I have searched on internet and found a way to supply arguments as
unittest.main(argv=[myArg])
The issue is this works fine for single command line argument but fails for more than one arguments.
unittest.main(argv=[myArg1, myArg2, myArg3])
Above call fails with below error:
File "/opt/python2.6.6/lib/python2.6/unittest.py", line 816, in __init__
self.parseArgs(argv)
File "/opt/python2.6.6/lib/python2.6/unittest.py", line 843, in parseArgs
self.createTests()
File "/opt/python2.6.6/lib/python2.6/unittest.py", line 849, in createTests
self.module)
File "/opt/python2.6.6/lib/python2.6/unittest.py", line 613, in
loadTestsFromNames suites = [self.loadTestsFromName(name, module)
for name in names]
File "/opt/python2.6.6/lib/python2.6/unittest.py", line 584, in
loadTestsFromName parent, obj = obj, getattr(obj, part)

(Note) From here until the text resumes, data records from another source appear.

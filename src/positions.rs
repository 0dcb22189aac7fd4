//! Benchmark files: one position per line, written as 1-indexed column
//! digits and optionally followed by whitespace and an expected score.
//! Annotations that are not scores are ignored.

use anyhow::{anyhow, Context, Result};
use indicatif::{ProgressBar, ProgressStyle};
use log::warn;
use rayon::prelude::*;

use std::fs::File;
use std::io::{BufRead, BufReader};
use std::path::Path;
use std::time::{Duration, Instant};

use crate::bitboard::Board;
use crate::config::{SolverConfig, TablePolicy};
use crate::solver::Solver;
use crate::transposition_table::SharedTranspositionTable;

#[derive(Clone, Debug, PartialEq, Eq)]
pub struct TestPosition {
    pub moves: String,
    pub board: Board,
    /// The annotation after the moves, if it is a score
    pub expected: Option<i32>,
}

/// Parses one line, returning `None` for blank lines
pub fn parse_line(line: &str) -> Result<Option<TestPosition>> {
    let mut fields = line.split_whitespace();
    let moves = match fields.next() {
        Some(moves) => moves,
        None => return Ok(None),
    };
    let board = Board::from_moves(moves)
        .with_context(|| format!("invalid test position '{}'", moves))?;
    let expected = fields.next().and_then(|field| field.parse::<i32>().ok());

    Ok(Some(TestPosition {
        moves: moves.to_string(),
        board,
        expected,
    }))
}

/// Reads every position of a benchmark file
pub fn load<P: AsRef<Path>>(path: P) -> Result<Vec<TestPosition>> {
    let path = path.as_ref();
    let file = BufReader::new(
        File::open(path).with_context(|| format!("could not open {}", path.display()))?,
    );

    let mut positions = Vec::new();
    for (number, line) in file.lines().enumerate() {
        let line = line?;
        if let Some(position) =
            parse_line(&line).with_context(|| format!("{}:{}", path.display(), number + 1))?
        {
            positions.push(position);
        }
    }
    Ok(positions)
}

/// Outcome of solving one benchmark position
#[derive(Clone, Debug)]
pub struct BenchResult {
    pub position: TestPosition,
    pub best_move: Option<usize>,
    pub score: i32,
    pub node_count: usize,
    pub time: Duration,
}

impl BenchResult {
    /// False only when the position was annotated with a different score
    pub fn matches(&self) -> bool {
        self.position.expected.map_or(true, |expected| expected == self.score)
    }
}

#[derive(Clone, Debug)]
pub struct BenchSummary {
    pub results: Vec<BenchResult>,
    pub total_time: Duration,
}

impl BenchSummary {
    pub fn mean_time(&self) -> Duration {
        match self.results.len() {
            0 => Duration::default(),
            len => self.results.iter().map(|r| r.time).sum::<Duration>() / len as u32,
        }
    }

    pub fn mean_nodes(&self) -> f64 {
        match self.results.len() {
            0 => 0.0,
            len => self.results.iter().map(|r| r.node_count).sum::<usize>() as f64 / len as f64,
        }
    }

    /// Thousands of positions searched per second of solving time
    pub fn kpos_per_second(&self) -> f64 {
        let time = self.results.iter().map(|r| r.time).sum::<Duration>();
        let nodes = self.results.iter().map(|r| r.node_count).sum::<usize>();
        match time.as_secs_f64() {
            t if t > 0.0 => nodes as f64 / (1000.0 * t),
            _ => 0.0,
        }
    }

    pub fn mismatches(&self) -> impl Iterator<Item = &BenchResult> {
        self.results.iter().filter(|r| !r.matches())
    }
}

/// Solves every position with `threads` workers sharing one transposition table
///
/// The shared table is kept for the whole run whatever `config.table_policy` says.
pub fn run_benchmark(
    positions: Vec<TestPosition>,
    config: SolverConfig,
    threads: usize,
) -> Result<BenchSummary> {
    let config = SolverConfig {
        table_policy: TablePolicy::Persistent,
        ..config
    };
    let pool = rayon::ThreadPoolBuilder::new()
        .num_threads(threads)
        .build()
        .map_err(|err| anyhow!("could not start worker threads: {}", err))?;

    let table = SharedTranspositionTable::with_size(config.table_size);
    let progress = ProgressBar::new(positions.len() as u64);
    progress.set_style(
        ProgressStyle::default_bar()
            .template("Solving positions: {bar:40.cyan/blue} {pos}/{len} ~{eta} remaining")
            .progress_chars("█▓▒░  "),
    );

    let start = Instant::now();
    let results: Vec<BenchResult> = pool.install(|| {
        positions
            .into_par_iter()
            .map_with(table, |table, position| {
                let mut solver = Solver::with_table(table.clone(), config);
                let solve_start = Instant::now();
                let (best_move, score) = solver.evaluate(&position.board);
                let time = solve_start.elapsed();
                progress.inc(1);

                let result = BenchResult {
                    position,
                    best_move,
                    score,
                    node_count: solver.node_count,
                    time,
                };
                if !result.matches() {
                    warn!(
                        "{}: expected {:?}, calculated {}",
                        result.position.moves, result.position.expected, result.score
                    );
                }
                result
            })
            .collect()
    });
    progress.finish();

    Ok(BenchSummary {
        results,
        total_time: start.elapsed(),
    })
}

AttributeError: 'module' object has no attribute 'admin'
Digged more into this and found that Python unittest
treats everything sent using argv
as test case to be run.
Please let me know If there's still a way to supply more than one arguement to my unit test cases. I want to override some hard coded values like IP address, test case tag etc. and essentially run this test script from within main test script.
Thanks in advance.
Why not just take out the command line arguments before running unittest.main
, and then give it [sys.argv[0]]
for its argv
?
Something like:
if __name__ == '__main__':
# do stuff with sys.argv
unittest.main(argv=[sys.argv[0]])
Note that when given argv=None
, unittest.main
actually takes this as a signal to parse sys.argv
. unittest.main
requires at least one argv
element to use as the program name. So avoiding None
, [sys.argv[0]]
is a good value to give since then it thinks it has no command-line arguments.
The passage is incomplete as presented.